$$\rightleftharpoonup{xx}$$
$$\longleftharp{xx}$$,
$$\longrightharp{xx}$$,
De dynamiek van nanodeeltjes (NPs) op het membraan is nauw verbonden met het cellulaire opnameproces, wat essentieel is voor het begrip van celfuncties, virale of bacteriële infecties en de ontwikkeling van kunstmatige nanomedische toedieningssystemen1,2. Single particle tracking (SPT) techniek is een robuust hulpmiddel voor het karakteriseren van het heterogene gedrag van NPs3,4. Over het algemeen is celmembraan vloeibaar, wat betekent dat de componenten zoals eiwitten en lipiden zijdelings kunnen bewegen in het plasmamembraanvlak5,6,7. De spatiotemporale complexiteit van membraanorganisatie en -structuur kan leiden tot spatiotemporale heterogeniteit van de interactie tussen NPs en membraan. Daarom vereist directe visualisatie van de beweging van NPs op het membraan zowel een hoge ruimtelijke als temporele resolutie.

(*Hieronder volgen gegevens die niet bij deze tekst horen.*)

//! Bit-width planning.
//!
//! Turns per-dimension cardinalities into the bit fields a composite key is
//! built from. Planning is a pure function of its inputs: the mode is passed
//! in by the caller and nothing else is consulted.
//!
//! # Modes
//!
//! - [`PlanMode::Minimal`]: one field per dimension, `ceil(log2(cardinality))`
//!   bits wide. A dimension with cardinality 1 takes zero bits.
//! - [`PlanMode::IncrementedFill`]: runs of adjacent dimensions are fused into
//!   a single mixed-radix field, so the slack between a cardinality and the
//!   next power of two is shared with its neighbours instead of wasted.
//!
//! # Fusion rule
//!
//! Dimensions are scanned left to right. A run starts at the first dimension
//! with cardinality above 1 and keeps absorbing the next dimension while the
//! product of the run's cardinalities still fits in a `u64`. A run stops at a
//! cardinality-1 dimension (which keeps its own zero-width field) and at a
//! column-group boundary. The run is stored as
//! `((o0 * c1 + o1) * c2 + o2) ...`, which needs `ceil(log2(c0 * c1 * ...))`
//! bits. That is never more than the sum of the members' minimal widths, and it
//! sorts exactly like the ordinals taken in dimension order.
//!
//! For cardinalities `[3, 3, 3]` the minimal plan needs 6 bits; the fused
//! plan needs `ceil(log2(27)) = 5`.

use std::fmt;
use std::ops::Range;

use serde::{Deserialize, Serialize};

use super::split::ColumnSplit;
use crate::error::KeyError;

/// How bit widths are derived from cardinalities.
#[derive(Debug, Clone, Copy, Default, PartialEq, Eq, Hash, Serialize, Deserialize)]
#[serde(rename_all = "snake_case")]
pub enum PlanMode {
    /// One independent field per dimension.
    #[default]
    Minimal,
    /// Adjacent dimensions share mixed-radix fields.
    IncrementedFill,
}

impl PlanMode {
    /// Maps the legacy "use incremented fill" flag onto a mode.
    #[inline]
    #[must_use]
    pub const fn from_incremented_fill(enabled: bool) -> Self {
        if enabled {
            Self::IncrementedFill
        } else {
            Self::Minimal
        }
    }

    /// Returns the mode name as used in configuration.
    #[must_use]
    pub const fn as_str(self) -> &'static str {
        match self {
            Self::Minimal => "minimal",
            Self::IncrementedFill => "incremented_fill",
        }
    }
}

impl fmt::Display for PlanMode {
    fn fmt(&self, f: &mut fmt::Formatter<'_>) -> fmt::Result {
        f.write_str(self.as_str())
    }
}

/// One planned bit field: a run of consecutive dimensions and its width.
#[derive(Debug, Clone, PartialEq, Eq)]
pub struct PlannedField {
    pub(crate) dims: Range<usize>,
    pub(crate) width: u32,
}

impl PlannedField {
    /// Returns the dimensions stored in this field.
    #[inline]
    #[must_use]
    pub fn dims(&self) -> Range<usize> {
        self.dims.clone()
    }

    /// Returns the field width in bits.
    #[inline]
    #[must_use]
    pub const fn width(&self) -> u32 {
        self.width
    }

    /// Returns true if more than one dimension shares this field.
    #[inline]
    #[must_use]
    pub fn is_fused(&self) -> bool {
        self.dims.len() > 1
    }
}

/// The output of planning: cardinalities and the fields that hold them.
///
/// Fields cover the dimensions in order, without gaps, and never straddle a
/// column-group boundary.
#[derive(Debug, Clone, PartialEq, Eq)]
pub struct BitPlan {
    mode: PlanMode,
    cardinalities: Vec<u64>,
    fields: Vec<PlannedField>,
    split: Option<ColumnSplit>,
}

impl BitPlan {
    /// Returns the mode the plan was built with.
    #[inline]
    #[must_use]
    pub const fn mode(&self) -> PlanMode {
        self.mode
    }

    /// Returns the cardinalities the plan was built from.
    #[inline]
    #[must_use]
    pub fn cardinalities(&self) -> &[u64] {
        &self.cardinalities
    }

    /// Returns the planned fields in key order.
    #[inline]
    #[must_use]
    pub fn fields(&self) -> &[PlannedField] {
        &self.fields
    }

    /// Returns the column split, if the plan is block aligned.
    #[inline]
    #[must_use]
    pub fn split(&self) -> Option<&ColumnSplit> {
        self.split.as_ref()
    }

    /// Returns the number of dimensions.
    #[inline]
    #[must_use]
    pub fn dimension_count(&self) -> usize {
        self.cardinalities.len()
    }

    /// Returns the width of each field, in key order.
    ///
    /// Under [`PlanMode::Minimal`] this is the per-dimension bit-width vector.
    #[must_use]
    pub fn field_widths(&self) -> Vec<u32> {
        self.fields.iter().map(PlannedField::width).collect()
    }

    /// Returns the number of bits used by all fields, excluding padding.
    #[must_use]
    pub fn total_bits(&self) -> usize {
        self.fields.iter().map(|f| f.width as usize).sum()
    }
}

/// Returns the smallest width that can hold every ordinal below `cardinality`.
///
/// A cardinality of 0 or 1 needs no bits.
#[inline]
#[must_use]
pub const fn minimal_bit_width(cardinality: u64) -> u32 {
    if cardinality <= 1 {
        0
    } else {
        u64::BITS - (cardinality - 1).leading_zeros()
    }
}

/// Computes the minimal bit width of every dimension.
///
/// # Errors
///
/// Returns [`KeyError::InvalidCardinality`] if any cardinality is zero.
pub fn minimal_bit_widths(cardinalities: &[u64]) -> Result<Vec<u32>, KeyError> {
    check_cardinalities(cardinalities)?;
    Ok(cardinalities.iter().map(|&c| minimal_bit_width(c)).collect())
}

/// Plans a flat key over `cardinalities`.
///
/// # Errors
///
/// Returns [`KeyError::InvalidCardinality`] if any cardinality is zero.
pub fn plan(cardinalities: &[u64], mode: PlanMode) -> Result<BitPlan, KeyError> {
    build(cardinalities, None, mode)
}

/// Plans a block-aligned key over `cardinalities`.
///
/// Fused fields never cross a group boundary, so every group can be padded
/// independently by the aligner.
///
/// # Errors
///
/// Returns [`KeyError::InvalidCardinality`] if any cardinality is zero, or
/// [`KeyError::SplitMismatch`] if the split does not cover every dimension.
pub fn plan_grouped(
    cardinalities: &[u64],
    split: &ColumnSplit,
    mode: PlanMode,
) -> Result<BitPlan, KeyError> {
    build(cardinalities, Some(split), mode)
}

fn check_cardinalities(cardinalities: &[u64]) -> Result<(), KeyError> {
    match cardinalities.iter().position(|&c| c == 0) {
        Some(dimension) => Err(KeyError::InvalidCardinality { dimension, cardinality: 0 }),
        None => Ok(()),
    }
}

fn build(
    cardinalities: &[u64],
    split: Option<&ColumnSplit>,
    mode: PlanMode,
) -> Result<BitPlan, KeyError> {
    check_cardinalities(cardinalities)?;
    if let Some(split) = split {
        split.validate(cardinalities.len())?;
    }

    let groups: Vec<Range<usize>> = match split {
        Some(split) => split.ranges().collect(),
        None => vec![0..cardinalities.len()],
    };

    let mut fields = Vec::with_capacity(cardinalities.len());
    for group in groups {
        match mode {
            PlanMode::Minimal => fields.extend(group.map(|dim| PlannedField {
                dims: dim..dim + 1,
                width: minimal_bit_width(cardinalities[dim]),
            })),
            PlanMode::IncrementedFill => fuse_group(cardinalities, group, &mut fields),
        }
    }

    Ok(BitPlan { mode, cardinalities: cardinalities.to_vec(), fields, split: split.cloned() })
}

fn fuse_group(cardinalities: &[u64], group: Range<usize>, out: &mut Vec<PlannedField>) {
    let mut dim = group.start;
    while dim < group.end {
        let start = dim;
        let mut product = cardinalities[dim];
        dim += 1;

        // Constant dimensions carry no information and end a run.
        if product > 1 {
            while dim < group.end && cardinalities[dim] > 1 {
                match product.checked_mul(cardinalities[dim]) {
                    Some(next) => {
                        product = next;
                        dim += 1;
                    }
                    None => break,
                }
            }
        }

        let width = minimal_bit_width(product);
        debug_assert!(
            width <= cardinalities[start..dim].iter().map(|&c| minimal_bit_width(c)).sum::<u32>(),
            "fused field wider than its members"
        );
        out.push(PlannedField { dims: start..dim, width });
    }
}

Single particle tracking microscopie die de lokalisatie van individuele deeltjes in levende cellen monitort met een ruimtelijke resolutie van tientallen nanometers en een tijdsresolutie van milliseconden is goed ontwikkeld om de NPs of membraanmoleculendynamica8,9te bestuderen . Fluorescentie-gebaseerde microscopische beeldvormingstechnieken zijn waardevolle instrumenten geworden voor het observeren van NPs/moleculen in de leefomgeving9,10,11,12. Bijvoorbeeld, totale interne reflectie fluorescentie microscopie, die dunne lagen (~ 100 nm) van het monster op de substraat / oplossingsinterface met een hoge spatiotemporale resolutie in beeldbrengen,is veel gebruikt in studies naar membraanmoleculendynamiek13,14. De inherente nadelen van enkele fluorforen, zoals lage intensiteit en snelle onomkeerbare fotobleaching, verminderen echter de nauwkeurigheid en duur van tracking13. Daarom hebben niet-fluorescerende plasmonische NPs, die de fluorescerende sondes vervangen, steeds meer aandacht getrokken in langetermijnbeeldvormingsstudies vanwege hun unieke optische kenmerken15. Op basis van de verstrooiingssignalen van plasmonische NP-sondes zijn verschillende soorten optische microscopische beeldvormingstechnologieën gebruikt om het mechanisme van biologische processen te bestuderen, zoals donkerveldmicroscopie (DFM)16,interferometrische verstrooiing (iSCAT) microscopie17 en differentiële interferentiecontrastmicroscopie (DICM)18. Bovendien kan de bewegings - en rotatiedynamiek van AuNRs worden verkregen met behulp van DFM en DICM18,19,20,21,22. Meestal wordt in een SPT-experiment de beweging van het object geregistreerd door de optische microscoop en vervolgens geanalyseerd door SPT-analysemethoden3. De tijdgeopgeleerde trajecten en oriëntatiehoeken die door individuele NPs worden gegenereerd, zijn normaal stochastisch en heterogeen, dus het is noodzakelijk om overvloedige dynamische informatie te presenteren met verschillende analysemethoden.
Hier bieden we een geïntegreerd protocol dat de dynamiek van AuNR's op celmembraan bewaakt met behulp van DFM, de locatie en oriëntatie van AuNR's extraheert met ImageJ en MATLAB en de verspreiding van AuNR's karakteriseert met SPT-analysemethoden. Als demonstratie laten we hier zien hoe we het SPT-protocol kunnen gebruiken om de dynamiek van ongewijzigde AuNR's (CTAB-AuNRs, gesynthetiseerd door cetyltrimethylammonium ammoniumbromidemolecuul als beschermend middel) op U87 MG-celmembraan te visualiseren. Er is aangetoond dat CTAB-AuNRs eiwitten in biologische omgeving kunnen adsorberen, op celmembraan kunnen bewegen en vervolgens cellen2,20,22kunnen binnendringen . U87 MG-cel is de meest voorkomende en meest kwaadaardige tumor van het centrale zenuwstelsel en de membraanreceptoren worden abnormaal uitgedrukt. De membraanreceptoren kunnen interageren met eiwitten op AuNR's, die de dynamiek van AuNR's beïnvloeden. Ons protocol is algemeen toepasbaar op andere SPT experimenten op het gebied van biologie.